To begin with, if we’re to rebuild our city, we need these kids to succeed. I recently wrote an article that examined whether we have a brain-drain problem — losing our best and brightest to out-of-state schools and other cities such as New York and San Francisco.The short answer is that, yes, this is happening, but geographer and economic development expert Jim Russell delivered an important insight: Sure, the elite kids will leave, but you should be proud that you’ve given them the education and skills to find success elsewhere and let them go, because they’re going to go anyway.Where you should focus your attention, Russell said, is on the diamonds-in-the-rough, the first-in-the-family to go college, who will be grateful for the opportunity you’ve given them and stay home and help build a new Las Vegas.
Coolican is taking the long-view of developing talent. This is the Pittsburgh Way. It is a reasonable response to exodus. But the return on that investment will take decades. Recently, Edward Glaeser spoke specifically about Detroit and his analysis applies equally well to Las Vegas:
Education levels can change far more quickly at the city level than at the nation level because of migration. A city can attract skilled, entrepreneurial people in much less time than it can produce them and, unfortunately, a city can also lose important parts of its human capital base with astonishing rapidity.
I referenced that passage last week. Las Vegas can set about producing skilled, entrepreneurial people. That's a dividend worth seeking. It's also a tough sell politically. Voters from 40-years in the future aren't going to keep you in office. Naturally, regions turn to talent retention. That will get you reelected.
Glaeser doesn't suggest plugging the brain drain as a way for Detroit to move forward. It's all about attraction, the quick fix. Both Detroit and Las Vegas can benefit from this policy wisdom. Develop the diamonds-in-the-rough. Design a city that entices people to move there.
There is a third prescription that no one discusses. What to do about the "elite" kids who leave? If not retention, then what? Detroit may be on the cusp of solving my riddle:
UM Senior Research Specialist Don Grimes presented his study of the migration patterns of the college-aged population — 17-21 years old. From 2001 to 2004, Michigan lost 72,000 young people in that demographic, according to the research. Illinois, on the other hand, gained 13,354 during that same time period. Washington had the greatest increase: nearly 57,000 people.But Grimes' realization during the conference that some of the audience members felt an inclination to leave the state, explore and then come back gave the economist food for thought."Maybe they do need to leave and come back," Grimes said. "I'm interested to do research now on the rebounding of 27- to 31-year-olds."
A lot of young talent can develop via relocation. Geographic mobility is a form of economic development. It seems crazy because we are place-centric. We care more about the city than the residents. The terroir is what matters. We should be thinking about how the city helps to develop people, not how the people can develop the city.
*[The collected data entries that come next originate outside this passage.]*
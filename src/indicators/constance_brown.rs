//! # Constance Brown Composite Index
//!
//! Momentum of a Wilder RSI plus an SMA of a short RSI, with fast and slow
//! SMA overlays on the composite line. Both RSIs seed their previous price
//! from the first bar, so bar `i` consumes exactly `i` deltas.

use std::collections::VecDeque;

use crate::batch::{scan_batch, BatchError};
use crate::utilities::candle::{extract_price, Candle, PriceKind};
use serde::{Deserialize, Serialize};

#[derive(Clone, Copy, Debug, Serialize, Deserialize)]
pub struct ConstanceBrownParams {
    pub rsi_length: usize,
    pub roc_length: usize,
    pub short_rsi_length: usize,
    pub momentum_length: usize,
    pub fast_sma_length: usize,
    pub slow_sma_length: usize,
    pub price: PriceKind,
}

impl Default for ConstanceBrownParams {
    fn default() -> Self {
        Self {
            rsi_length: 14,
            roc_length: 9,
            short_rsi_length: 3,
            momentum_length: 3,
            fast_sma_length: 13,
            slow_sma_length: 33,
            price: PriceKind::Close,
        }
    }
}

#[derive(Clone, Copy, Debug, Serialize, Deserialize)]
pub struct ConstanceBrownResult {
    pub time: i64,
    pub composite: f32,
    pub fast: f32,
    pub slow: f32,
    pub is_formed: bool,
}

impl Default for ConstanceBrownResult {
    fn default() -> Self {
        Self {
            time: 0,
            composite: f32::NAN,
            fast: f32::NAN,
            slow: f32::NAN,
            is_formed: false,
        }
    }
}

/// Wilder RSI whose previous price is primed with the series' first bar.
struct SeededRsi {
    length: usize,
    gain_sum: f32,
    loss_sum: f32,
    avg_gain: f32,
    avg_loss: f32,
}

impl SeededRsi {
    fn new(length: usize) -> Self {
        Self {
            length: length.max(1),
            gain_sum: 0.0,
            loss_sum: 0.0,
            avg_gain: 0.0,
            avg_loss: 0.0,
        }
    }

    /// `i` is the bar index; the caller supplies the delta from bar `i - 1`.
    fn update(&mut self, i: usize, delta: f32) -> f32 {
        let gain = if delta > 0.0 { delta } else { 0.0 };
        let loss = if delta < 0.0 { -delta } else { 0.0 };
        let len = self.length as f32;

        if i <= self.length {
            self.gain_sum += gain;
            self.loss_sum += loss;
            if i == self.length {
                self.avg_gain = self.gain_sum / len;
                self.avg_loss = self.loss_sum / len;
            }
        } else {
            self.avg_gain = (self.avg_gain * (len - 1.0) + gain) / len;
            self.avg_loss = (self.avg_loss * (len - 1.0) + loss) / len;
        }

        if i < self.length {
            f32::NAN
        } else if self.avg_loss == 0.0 {
            100.0
        } else {
            100.0 - 100.0 / (1.0 + self.avg_gain / self.avg_loss)
        }
    }
}

/// Rolling SMA over an optional input stream; NaN inputs are not offered.
struct RollingSma {
    length: usize,
    window: VecDeque<f32>,
    sum: f32,
}

impl RollingSma {
    fn new(length: usize) -> Self {
        let length = length.max(1);
        Self {
            length,
            window: VecDeque::with_capacity(length),
            sum: 0.0,
        }
    }

    fn update(&mut self, x: f32) -> f32 {
        if self.window.len() == self.length {
            self.sum -= self.window.pop_front().unwrap_or(0.0);
        }
        self.window.push_back(x);
        self.sum += x;
        if self.window.len() >= self.length {
            self.sum / self.length as f32
        } else {
            f32::NAN
        }
    }
}

/// Evaluate every parameter set against every series in one dispatch.
pub fn constance_brown_batch(
    series: &[Vec<Candle>],
    params: &[ConstanceBrownParams],
) -> Result<Vec<Vec<Vec<ConstanceBrownResult>>>, BatchError> {
    scan_batch(series, params, constance_brown_kernel)
}

fn constance_brown_kernel(
    bars: &[Candle],
    prm: &ConstanceBrownParams,
    out: &mut [ConstanceBrownResult],
) {
    let roc_len = prm.roc_length.max(1);

    let mut rsi = SeededRsi::new(prm.rsi_length);
    let mut short_rsi = SeededRsi::new(prm.short_rsi_length);

    // ROC ring over the RSI stream: the first difference appears only once
    // roc_len values have been buffered.
    let mut roc_window: VecDeque<f32> = VecDeque::with_capacity(roc_len);

    let mut momentum = RollingSma::new(prm.momentum_length);
    let mut fast_sma = RollingSma::new(prm.fast_sma_length);
    let mut slow_sma = RollingSma::new(prm.slow_sma_length);

    let mut prev_price = extract_price(&bars[0], prm.price);

    for (i, c) in bars.iter().enumerate() {
        let price = extract_price(c, prm.price);
        let mut r = ConstanceBrownResult {
            time: c.time,
            ..ConstanceBrownResult::default()
        };

        let (rsi_value, short_value) = if i > 0 {
            let delta = price - prev_price;
            (rsi.update(i, delta), short_rsi.update(i, delta))
        } else {
            (f32::NAN, f32::NAN)
        };
        prev_price = price;

        let mut rsi_roc = f32::NAN;
        if !rsi_value.is_nan() {
            if roc_window.len() < roc_len {
                roc_window.push_back(rsi_value);
            } else {
                let old = roc_window.pop_front().unwrap_or(rsi_value);
                rsi_roc = rsi_value - old;
                roc_window.push_back(rsi_value);
            }
        }

        let rsi_mom = if short_value.is_nan() {
            f32::NAN
        } else {
            momentum.update(short_value)
        };

        if !rsi_roc.is_nan() && !rsi_mom.is_nan() {
            let composite = rsi_roc + rsi_mom;
            r.composite = composite;
            r.fast = fast_sma.update(composite);
            r.slow = slow_sma.update(composite);
        }

        r.is_formed = !r.fast.is_nan() && !r.slow.is_nan();
        out[i] = r;
    }
}

#[cfg(test)]
mod tests {
    use super::*;

    fn wave(n: usize) -> Vec<Candle> {
        (0..n)
            .map(|i| {
                let c = 100.0 + 6.0 * ((i as f32) * 0.35).sin();
                Candle::new(i as i64, c, c + 0.5, c - 0.5, c, 1.0)
            })
            .collect()
    }

    #[test]
    fn composite_needs_roc_buffer_plus_one() {
        let out =
            &constance_brown_batch(&[wave(150)], &[ConstanceBrownParams::default()]).unwrap()[0][0];
        // RSI first at bar 14, ROC buffers 9 values, difference at bar 23.
        assert!(out[22].composite.is_nan());
        assert!(!out[23].composite.is_nan());
    }

    #[test]
    fn formed_waits_for_slow_overlay() {
        let out =
            &constance_brown_batch(&[wave(150)], &[ConstanceBrownParams::default()]).unwrap()[0][0];
        let first_composite = out.iter().position(|r| !r.composite.is_nan()).unwrap();
        let first_formed = out.iter().position(|r| r.is_formed).unwrap();
        // Slow SMA needs 33 composite values.
        assert_eq!(first_formed - first_composite, 32);
        assert!(!out[first_formed].fast.is_nan());
    }

    #[test]
    fn flat_series_composite_is_100() {
        let bars: Vec<Candle> = (0..120)
            .map(|i| Candle::new(i as i64, 10.0, 10.0, 10.0, 10.0, 1.0))
            .collect();
        let out =
            &constance_brown_batch(&[bars], &[ConstanceBrownParams::default()]).unwrap()[0][0];
        let r = out.last().unwrap();
        // Both RSIs read 100 on no losses; ROC of a constant RSI is 0.
        assert!((r.composite - 100.0).abs() < 1e-4);
    }
}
Las Vegas is beginning the process of growing its diaspora. Detroit Nation already exists. Use that network to help develop the people of Southeastern Michigan. Strategically channel the return flow to enable the most distressed neighbors, not neighborhoods. Ready these folks for export. Detroit will rebuild the entire country.
2 comments:
I am part of the brain migration to WA state. I had a Master's when I moved here. WA state has created a place that is attractive to brains. In that vein, one of the guys in my grad school cohort was from Pittsburgh but now lives here. He talks fondly about Pittsburgh, and he and his wife [who also is from Pittsburgh] think about moving back.....but never do. I think it behooves Pittsburgh to find out why that particular group of Pittsburgh brains who have left Pittsburgh, but who profess to love the city.......why they hesitate to go back. It might be enlightening.
I think we are in the early stages of better understanding these domestic diasporas. I think we could catalyze more return migration if we knew why expatriates didn't make the move.